In summary, the following can be said:

  • Code analysis provides a feeling for the code basis. It is only in this way that grounded statements can be made as to which area of the project are particularly endangered, unstable or need to be renovated.
  • Regular analyses could increase the team motivation. A positive Issue balance at the end of a Sprint and an upward increasing history graphs should be good drivers for a group developer and as evidence of one’s own working performance.
  • Analysis results can serve as an argumentation basis.

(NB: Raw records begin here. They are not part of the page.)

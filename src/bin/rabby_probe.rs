// One-off Rabby request for a single address, printing the raw payload.
// Usage: rabby_probe <address> [proxy-url]
use reqwest::{Client, Proxy};
use std::time::Duration;

const TOTAL_BALANCE_URL: &str = "https://api.rabby.io/v1/user/total_balance";

#[tokio::main]
async fn main() -> anyhow::Result<()> {
    let mut args = std::env::args().skip(1);
    let address = args
        .next()
        .ok_or_else(|| anyhow::anyhow!("usage: rabby_probe <address> [proxy-url]"))?;

    let mut builder = Client::builder().timeout(Duration::from_secs(15));
    if let Some(proxy) = args.next() {
        builder = builder.proxy(Proxy::all(proxy)?);
    }
    let client = builder.build()?;

    println!("Querying Rabby for {}...", address);

    let resp = client
        .get(TOTAL_BALANCE_URL)
        .query(&[("id", address.as_str())])
        .header("accept", "application/json")
        .header("accept-language", "en-US,en;q=0.9")
        .send()
        .await?;

    let status = resp.status();
    let text = resp.text().await?;
    println!("HTTP {}", status);

    match serde_json::from_str::<serde_json::Value>(&text) {
        Ok(body) => {
            println!("Total = {}", body["total_usd_value"]);
            if let Some(chains) = body["chain_list"].as_array() {
                for chain in chains.iter().filter(|c| c["usd_value"].as_f64().unwrap_or(0.0) > 0.0) {
                    println!("  {} | {}", chain["name"], chain["usd_value"]);
                }
            }
            println!("Body = {:#}", body);
        }
        Err(e) => println!("Non-JSON body ({}): {}", e, text),
    }

    Ok(())
}
//! Caller-side node reclamation with seize.
//!
//! The list never frees memory: [`remove`](crate::LockFreeList::remove)
//! detaches a node, but concurrent traversals that already reached it may
//! still dereference it. The caller must defer the actual free until those
//! traversals have drained. This module provides the supported pairing
//! with a [`seize::Collector`]:
//!
//! - every thread that traverses the list holds a guard
//!   (`collector.enter()`) across the traversal;
//! - the thread that removes a node retires it through
//!   `guard.defer_retire(ptr, reclaim_node_boxed)` instead of freeing it;
//! - seize frees the node once no guard that could have seen it remains.
//!
//! Racing removals of the same node must still agree on a single retirer
//! (retiring twice is a double free); see
//! [`remove`](crate::LockFreeList::remove).

use seize::Collector;

use crate::node::Node;

/// Reclaim a boxed node (seize callback).
///
/// # Safety
///
/// - `ptr` must point to a `Node<T>` allocated via `Box::into_raw`.
/// - Must only be called once seize determines no guard can still reach
///   the node, which requires it was unlinked before retirement.
pub unsafe fn reclaim_node_boxed<T>(ptr: *mut Node<T>, _collector: &Collector) {
    // SAFETY: caller guarantees ptr came from Box::into_raw and is
    // unreachable; seize ensures no readers remain.
    unsafe { drop(Box::from_raw(ptr)) };
}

With the help of the project history that contains a selection of indicators that can be well illustrated, this translates into a better position from which to discuss a possibly required technical Release with customers or decision makers.

The original article from the magazine “Java aktuell” is available here for download.

Share this article

Josha von Gizycki
Software Developer
Constantly learning to expand your knowledge and exchanging experiences and ideas with like-minded people are, in his opinion, the most important building blocks for constant improvement.